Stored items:
□ □ □ □
//! Validated identifiers for workflow entities

use std::borrow::Borrow;
use std::fmt;

use once_cell::sync::Lazy;
use regex::Regex;
use serde::{Deserialize, Serialize};
use uuid::Uuid;

use super::error::WorkflowError;

/// Maximum length for entity IDs
pub const MAX_ID_LENGTH: usize = 64;

static ID_PATTERN: Lazy<Regex> = Lazy::new(|| Regex::new(r"^[A-Za-z0-9_-]+$").unwrap());

/// Validate an entity ID string; `kind` names the entity in error messages
pub fn validate_id(kind: &str, id: &str) -> Result<(), WorkflowError> {
    if id.is_empty() {
        return Err(WorkflowError::validation(format!("{} ID cannot be empty", kind)));
    }

    if id.len() > MAX_ID_LENGTH {
        return Err(WorkflowError::validation(format!(
            "{} ID exceeds maximum length of {} characters",
            kind, MAX_ID_LENGTH
        )));
    }

    if !ID_PATTERN.is_match(id) {
        return Err(WorkflowError::validation(format!(
            "Invalid {} ID '{}': only letters, digits, '-' and '_' are allowed",
            kind, id
        )));
    }

    Ok(())
}

macro_rules! entity_id {
    ($(#[$meta:meta])* $name:ident, $kind:literal) => {
        $(#[$meta])*
        #[derive(Debug, Clone, PartialEq, Eq, PartialOrd, Ord, Hash, Serialize, Deserialize)]
        #[serde(try_from = "String", into = "String")]
        pub struct $name(String);

        impl $name {
            /// Create a new validated ID
            pub fn new(id: impl Into<String>) -> Result<Self, WorkflowError> {
                let id = id.into();
                validate_id($kind, &id)?;
                Ok(Self(id))
            }

            /// Generate a fresh random ID
            pub fn generate() -> Self {
                Self(Uuid::new_v4().simple().to_string())
            }

            pub fn as_str(&self) -> &str {
                &self.0
            }
        }

        impl TryFrom<String> for $name {
            type Error = WorkflowError;

            fn try_from(value: String) -> Result<Self, Self::Error> {
                Self::new(value)
            }
        }

        impl From<$name> for String {
            fn from(id: $name) -> Self {
                id.0
            }
        }

        impl fmt::Display for $name {
            fn fmt(&self, f: &mut fmt::Formatter<'_>) -> fmt::Result {
                write!(f, "{}", self.0)
            }
        }

        impl AsRef<str> for $name {
            fn as_ref(&self) -> &str {
                &self.0
            }
        }

        impl Borrow<str> for $name {
            fn borrow(&self) -> &str {
                &self.0
            }
        }
    };
}

entity_id!(
    /// Workflow identifier
    WorkflowId,
    "Workflow"
);
entity_id!(
    /// Step identifier; the address used by `<<step_output.{id}>>`
    StepId,
    "Step"
);
entity_id!(
    /// Trigger identifier
    TriggerId,
    "Trigger"
);
entity_id!(
    /// Tool identifier as enumerated by the tool registry
    ToolId,
    "Tool"
);
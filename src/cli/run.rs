//! Run and dispatch commands - execute a bundle against the HTTP step backend

use std::path::PathBuf;
use std::sync::Arc;
use std::time::Duration;

use clap::Args;
use tokio::io::{AsyncBufReadExt, BufReader, Lines, Stdin};
use tokio::signal;
use tokio_util::sync::CancellationToken;
use tracing::{info, warn};

use super::bundle::Bundle;
use crate::config::{AppConfig, BackendConfig};
use crate::domain::workflow::{InboundEvent, RunReport};
use crate::infrastructure::backend::HttpStepBackend;
use crate::infrastructure::workflow::{
    BackendTriggerClassifier, DispatchOutcome, InMemoryDefinitionStore, RunProgress, WorkflowRun,
    WorkflowRunner,
};

/// Arguments for the run command
#[derive(Args, Clone)]
pub struct RunArgs {
    /// Path to the bundle JSON file
    pub bundle: PathBuf,

    /// Text made available as `<<trigger_output>>`
    #[arg(long)]
    pub trigger_output: Option<String>,
}

/// Arguments for the dispatch command
#[derive(Args, Clone)]
pub struct DispatchArgs {
    /// Path to the bundle JSON file
    pub bundle: PathBuf,

    /// Sender address of the inbound message
    #[arg(long)]
    pub sender: String,

    #[arg(long)]
    pub subject: Option<String>,

    #[arg(long)]
    pub body: String,
}

/// Run a bundle from its first step and print the report
pub async fn run(args: RunArgs, config: &AppConfig) -> anyhow::Result<()> {
    let bundle = Bundle::load(&args.bundle)?;
    let workflow_id = bundle.definition.workflow().id().clone();

    let runner = build_runner(bundle, config)?;
    let cancel = cancel_on_ctrl_c();

    let (mut run, progress) = runner.run(&workflow_id, args.trigger_output, &cancel).await?;
    let report = drive(&runner, &mut run, progress, &cancel).await?;

    print_json(&report)
}

/// Offer an inbound message to the bundle's trigger, running the workflow if
/// it fires
pub async fn dispatch(args: DispatchArgs, config: &AppConfig) -> anyhow::Result<()> {
    let bundle = Bundle::load(&args.bundle)?;
    let workflow_id = bundle.definition.workflow().id().clone();

    let mut inbound = InboundEvent::new(args.sender, args.body);
    if let Some(subject) = args.subject {
        inbound = inbound.with_subject(subject);
    }

    let runner = build_runner(bundle, config)?;
    let cancel = cancel_on_ctrl_c();

    match runner.dispatch(&workflow_id, &inbound, &cancel).await? {
        (Some(mut run), DispatchOutcome::Started { progress }) => {
            let report = drive(&runner, &mut run, progress, &cancel).await?;
            print_json(&DispatchOutcome::Started {
                progress: RunProgress::Finished(report),
            })
        }
        (_, outcome) => print_json(&outcome),
    }
}

fn build_runner(bundle: Bundle, config: &AppConfig) -> anyhow::Result<WorkflowRunner> {
    let backend = Arc::new(build_backend(&config.backend)?);
    let store = Arc::new(InMemoryDefinitionStore::with_definitions([bundle.definition]));

    Ok(WorkflowRunner::new(store, backend.clone())
        .with_classifier(Arc::new(BackendTriggerClassifier::new(backend)))
        .with_config(config.runner.runner_config()))
}

fn build_backend(config: &BackendConfig) -> anyhow::Result<HttpStepBackend> {
    let mut backend = HttpStepBackend::new(&config.url)
        .with_timeout(Duration::from_millis(config.timeout_ms))?;

    if let Some(api_key) = &config.api_key {
        backend = backend.with_api_key(api_key);
    }

    info!(url = %backend.url(), "Using HTTP step backend");
    Ok(backend)
}

/// Advance the run until it finishes, answering human-input requests from
/// stdin. End of input or Ctrl-C aborts the waiting step.
async fn drive(
    runner: &WorkflowRunner,
    run: &mut WorkflowRun,
    mut progress: RunProgress,
    cancel: &CancellationToken,
) -> anyhow::Result<RunReport> {
    let mut stdin = BufReader::new(tokio::io::stdin()).lines();

    loop {
        match progress {
            RunProgress::Finished(report) => return Ok(report),
            RunProgress::AwaitingInput { step_id, request } => {
                eprintln!("[{}] {} asks: {}", step_id, request.tool_name, request.prompt);

                match read_answer(&mut stdin, cancel).await? {
                    Some(answer) => run.submit_human_input(&request.tool_call_id, answer)?,
                    None => cancel.cancel(),
                }

                progress = runner.advance(run, cancel).await?;
            }
        }
    }
}

async fn read_answer(
    stdin: &mut Lines<BufReader<Stdin>>,
    cancel: &CancellationToken,
) -> anyhow::Result<Option<String>> {
    tokio::select! {
        biased;
        _ = cancel.cancelled() => Ok(None),
        line = stdin.next_line() => Ok(line?),
    }
}

/// A token cancelled by the first Ctrl-C
fn cancel_on_ctrl_c() -> CancellationToken {
    let cancel = CancellationToken::new();
    let token = cancel.clone();

    tokio::spawn(async move {
        if signal::ctrl_c().await.is_ok() {
            warn!("Received Ctrl+C, cancelling run");
            token.cancel();
        }
    });

    cancel
}

fn print_json<T: serde::Serialize>(value: &T) -> anyhow::Result<()> {
    println!("{}", serde_json::to_string_pretty(value)?);
    Ok(())
}
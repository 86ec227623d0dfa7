//! Stop-condition evaluation

use serde::Serialize;

use super::ledger::OutputLedger;
use super::step_types::{CheckMode, StopCheckerStep};

/// Result of evaluating a stop-checker
#[derive(Debug, Clone, PartialEq, Eq, Serialize)]
pub struct StopDecision {
    pub halt: bool,

    /// First match value found in the inspected text, if any
    #[serde(skip_serializing_if = "Option::is_none")]
    pub matched: Option<String>,
}

/// Decide whether the run should halt at this stop-checker.
///
/// A missing ledger entry (step not run, or deleted) is read as empty text.
/// With no match values `stop_if_contains` never halts and
/// `continue_if_contains` always halts.
pub fn evaluate(step: &StopCheckerStep, ledger: &OutputLedger) -> StopDecision {
    let text = ledger
        .get(&step.step_to_check.ledger_key())
        .unwrap_or_default()
        .to_lowercase();

    let matched = step
        .match_values
        .iter()
        .find(|value| text.contains(&value.to_lowercase()))
        .cloned();

    let halt = match step.check_mode {
        CheckMode::StopIfContains => matched.is_some(),
        CheckMode::ContinueIfContains => matched.is_none(),
    };

    StopDecision { halt, matched }
}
□ □ □ □
Please copy, exactly and with nothing else, the lines above beginning at the line that has "let mut inbound" and ending with the line that has "fn build_backend(config: &BackendConfig)".

» SOLUTION
    let mut inbound = InboundEvent::new(args.sender, args.body);
    if let Some(subject) = args.subject {
        inbound = inbound.with_subject(subject);
    }

    let runner = build_runner(bundle, config)?;
    let cancel = cancel_on_ctrl_c();

    match runner.dispatch(&workflow_id, &inbound, &cancel).await? {
        (Some(mut run), DispatchOutcome::Started { progress }) => {
            let report = drive(&runner, &mut run, progress, &cancel).await?;
            print_json(&DispatchOutcome::Started {
                progress: RunProgress::Finished(report),
            })
        }
        (_, outcome) => print_json(&outcome),
    }
}

fn build_runner(bundle: Bundle, config: &AppConfig) -> anyhow::Result<WorkflowRunner> {
    let backend = Arc::new(build_backend(&config.backend)?);
    let store = Arc::new(InMemoryDefinitionStore::with_definitions([bundle.definition]));

    Ok(WorkflowRunner::new(store, backend.clone())
        .with_classifier(Arc::new(BackendTriggerClassifier::new(backend)))
        .with_config(config.runner.runner_config()))
}

fn build_backend(config: &BackendConfig) -> anyhow::Result<HttpStepBackend> {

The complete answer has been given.